Dataset entries —
____

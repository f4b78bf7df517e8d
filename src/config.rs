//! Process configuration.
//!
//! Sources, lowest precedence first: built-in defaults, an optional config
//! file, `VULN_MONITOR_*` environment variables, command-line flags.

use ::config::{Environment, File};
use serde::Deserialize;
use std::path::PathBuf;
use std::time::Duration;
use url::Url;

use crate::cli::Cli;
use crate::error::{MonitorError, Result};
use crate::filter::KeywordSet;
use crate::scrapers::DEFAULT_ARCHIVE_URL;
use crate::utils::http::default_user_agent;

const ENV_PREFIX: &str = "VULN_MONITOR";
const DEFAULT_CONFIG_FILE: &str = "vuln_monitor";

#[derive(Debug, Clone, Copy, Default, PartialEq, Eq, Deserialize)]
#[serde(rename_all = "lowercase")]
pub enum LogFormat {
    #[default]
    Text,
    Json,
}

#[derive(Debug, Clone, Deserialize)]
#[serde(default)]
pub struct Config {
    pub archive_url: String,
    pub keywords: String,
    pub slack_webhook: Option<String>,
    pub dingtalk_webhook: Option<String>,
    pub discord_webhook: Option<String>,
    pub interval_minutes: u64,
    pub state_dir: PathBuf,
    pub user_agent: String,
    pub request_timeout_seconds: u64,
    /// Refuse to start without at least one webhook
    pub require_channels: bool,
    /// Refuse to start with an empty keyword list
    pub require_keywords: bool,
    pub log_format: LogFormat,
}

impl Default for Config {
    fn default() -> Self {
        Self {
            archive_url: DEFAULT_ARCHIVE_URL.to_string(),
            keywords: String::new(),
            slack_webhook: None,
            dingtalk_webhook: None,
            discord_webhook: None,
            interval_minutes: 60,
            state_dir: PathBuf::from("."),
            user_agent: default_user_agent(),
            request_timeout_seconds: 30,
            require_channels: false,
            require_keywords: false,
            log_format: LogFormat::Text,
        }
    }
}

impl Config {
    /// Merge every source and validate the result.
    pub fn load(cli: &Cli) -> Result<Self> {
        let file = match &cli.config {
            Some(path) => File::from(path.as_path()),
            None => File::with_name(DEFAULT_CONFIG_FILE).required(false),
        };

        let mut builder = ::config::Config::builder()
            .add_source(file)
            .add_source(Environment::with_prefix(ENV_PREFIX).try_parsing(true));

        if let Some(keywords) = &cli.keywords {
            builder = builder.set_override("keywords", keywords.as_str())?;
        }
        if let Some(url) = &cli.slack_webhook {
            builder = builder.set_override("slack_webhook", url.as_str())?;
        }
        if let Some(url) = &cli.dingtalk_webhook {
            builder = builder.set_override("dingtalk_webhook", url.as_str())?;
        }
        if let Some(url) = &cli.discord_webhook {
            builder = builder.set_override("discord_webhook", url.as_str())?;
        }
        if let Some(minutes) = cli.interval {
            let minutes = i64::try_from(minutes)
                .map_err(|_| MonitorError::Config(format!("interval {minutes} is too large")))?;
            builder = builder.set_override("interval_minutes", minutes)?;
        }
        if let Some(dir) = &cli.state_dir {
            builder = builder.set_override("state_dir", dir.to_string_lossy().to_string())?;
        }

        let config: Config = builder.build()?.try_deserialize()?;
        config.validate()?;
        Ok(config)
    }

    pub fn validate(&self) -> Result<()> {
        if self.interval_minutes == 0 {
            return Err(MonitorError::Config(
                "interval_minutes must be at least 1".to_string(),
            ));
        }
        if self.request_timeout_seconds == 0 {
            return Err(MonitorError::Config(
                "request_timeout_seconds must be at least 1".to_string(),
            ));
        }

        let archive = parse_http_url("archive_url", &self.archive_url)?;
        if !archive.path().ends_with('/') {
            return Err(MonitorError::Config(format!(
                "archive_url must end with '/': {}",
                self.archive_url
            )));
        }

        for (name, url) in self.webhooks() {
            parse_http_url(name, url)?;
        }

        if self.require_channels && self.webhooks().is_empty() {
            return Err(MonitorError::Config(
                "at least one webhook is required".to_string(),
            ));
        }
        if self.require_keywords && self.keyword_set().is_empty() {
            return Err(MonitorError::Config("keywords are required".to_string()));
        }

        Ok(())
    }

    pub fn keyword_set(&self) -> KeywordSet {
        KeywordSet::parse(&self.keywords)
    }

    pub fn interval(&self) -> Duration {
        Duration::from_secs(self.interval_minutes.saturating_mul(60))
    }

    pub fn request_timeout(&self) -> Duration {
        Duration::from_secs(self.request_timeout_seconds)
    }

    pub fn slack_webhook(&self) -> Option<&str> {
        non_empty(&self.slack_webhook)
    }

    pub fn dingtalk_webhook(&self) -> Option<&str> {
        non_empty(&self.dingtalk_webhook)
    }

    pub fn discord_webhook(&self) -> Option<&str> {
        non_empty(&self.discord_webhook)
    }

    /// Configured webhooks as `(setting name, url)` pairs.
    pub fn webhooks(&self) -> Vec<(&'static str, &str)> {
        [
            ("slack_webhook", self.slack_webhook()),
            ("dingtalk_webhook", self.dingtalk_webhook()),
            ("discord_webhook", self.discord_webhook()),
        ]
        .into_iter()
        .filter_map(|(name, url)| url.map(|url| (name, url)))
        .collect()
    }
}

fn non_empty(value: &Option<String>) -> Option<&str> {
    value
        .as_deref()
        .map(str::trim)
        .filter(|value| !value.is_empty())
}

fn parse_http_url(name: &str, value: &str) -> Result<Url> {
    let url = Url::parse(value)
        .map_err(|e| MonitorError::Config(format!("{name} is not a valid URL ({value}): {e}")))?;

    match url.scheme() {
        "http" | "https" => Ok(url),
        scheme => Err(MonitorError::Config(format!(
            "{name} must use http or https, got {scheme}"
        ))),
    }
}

____

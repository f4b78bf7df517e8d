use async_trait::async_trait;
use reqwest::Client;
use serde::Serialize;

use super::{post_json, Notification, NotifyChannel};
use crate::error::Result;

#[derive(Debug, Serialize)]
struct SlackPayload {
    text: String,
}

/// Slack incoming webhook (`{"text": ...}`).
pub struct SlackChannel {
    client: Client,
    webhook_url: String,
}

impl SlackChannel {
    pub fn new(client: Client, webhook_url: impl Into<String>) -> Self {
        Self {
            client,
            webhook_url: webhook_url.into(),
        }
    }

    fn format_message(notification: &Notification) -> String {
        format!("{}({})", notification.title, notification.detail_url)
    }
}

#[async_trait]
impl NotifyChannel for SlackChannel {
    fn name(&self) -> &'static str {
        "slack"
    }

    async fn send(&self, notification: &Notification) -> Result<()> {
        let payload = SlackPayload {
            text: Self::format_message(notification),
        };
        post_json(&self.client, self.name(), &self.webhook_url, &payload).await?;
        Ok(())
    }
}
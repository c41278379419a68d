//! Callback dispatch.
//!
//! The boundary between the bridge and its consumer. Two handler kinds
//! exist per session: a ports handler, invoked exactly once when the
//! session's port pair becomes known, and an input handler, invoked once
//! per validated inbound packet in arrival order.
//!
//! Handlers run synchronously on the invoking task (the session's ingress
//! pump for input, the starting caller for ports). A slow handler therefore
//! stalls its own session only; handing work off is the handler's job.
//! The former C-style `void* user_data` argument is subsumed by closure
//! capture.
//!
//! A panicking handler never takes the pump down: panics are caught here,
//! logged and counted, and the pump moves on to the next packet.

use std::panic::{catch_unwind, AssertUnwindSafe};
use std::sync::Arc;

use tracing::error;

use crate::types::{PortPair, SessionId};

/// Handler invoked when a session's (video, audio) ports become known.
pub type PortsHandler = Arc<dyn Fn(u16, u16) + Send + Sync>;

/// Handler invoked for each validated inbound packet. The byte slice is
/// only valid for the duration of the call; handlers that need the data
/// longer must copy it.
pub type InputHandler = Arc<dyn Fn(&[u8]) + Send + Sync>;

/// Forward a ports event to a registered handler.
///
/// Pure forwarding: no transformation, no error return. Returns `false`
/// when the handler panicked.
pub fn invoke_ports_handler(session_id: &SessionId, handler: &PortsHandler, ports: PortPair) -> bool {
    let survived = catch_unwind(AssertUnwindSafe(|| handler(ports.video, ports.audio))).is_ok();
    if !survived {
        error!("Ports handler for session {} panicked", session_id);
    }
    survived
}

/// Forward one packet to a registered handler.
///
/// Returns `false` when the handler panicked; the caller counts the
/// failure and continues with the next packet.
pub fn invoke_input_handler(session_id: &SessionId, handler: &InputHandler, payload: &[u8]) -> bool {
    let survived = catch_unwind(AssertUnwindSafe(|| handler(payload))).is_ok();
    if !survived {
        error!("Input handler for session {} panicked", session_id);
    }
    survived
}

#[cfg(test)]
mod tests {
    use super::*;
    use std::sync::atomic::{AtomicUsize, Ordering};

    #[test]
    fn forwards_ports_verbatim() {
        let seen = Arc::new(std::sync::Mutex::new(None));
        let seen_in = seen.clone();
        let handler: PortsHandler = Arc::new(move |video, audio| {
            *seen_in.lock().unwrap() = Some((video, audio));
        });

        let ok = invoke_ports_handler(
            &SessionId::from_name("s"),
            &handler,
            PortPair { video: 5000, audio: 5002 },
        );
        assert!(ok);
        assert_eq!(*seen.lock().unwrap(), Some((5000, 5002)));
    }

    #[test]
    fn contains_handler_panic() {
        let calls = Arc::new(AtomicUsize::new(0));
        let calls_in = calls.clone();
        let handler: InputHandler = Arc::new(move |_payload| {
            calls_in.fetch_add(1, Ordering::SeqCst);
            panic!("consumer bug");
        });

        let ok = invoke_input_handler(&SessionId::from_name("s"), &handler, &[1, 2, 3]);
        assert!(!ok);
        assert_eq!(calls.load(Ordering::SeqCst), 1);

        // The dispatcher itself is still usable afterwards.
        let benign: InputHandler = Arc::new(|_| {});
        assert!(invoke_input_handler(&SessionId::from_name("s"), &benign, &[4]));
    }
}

____

Problem details —
Show every line in the records above that contains the word "serde".

Your response —
use serde::Deserialize;
#[serde(rename_all = "lowercase")]
#[serde(default)]
use serde::Serialize;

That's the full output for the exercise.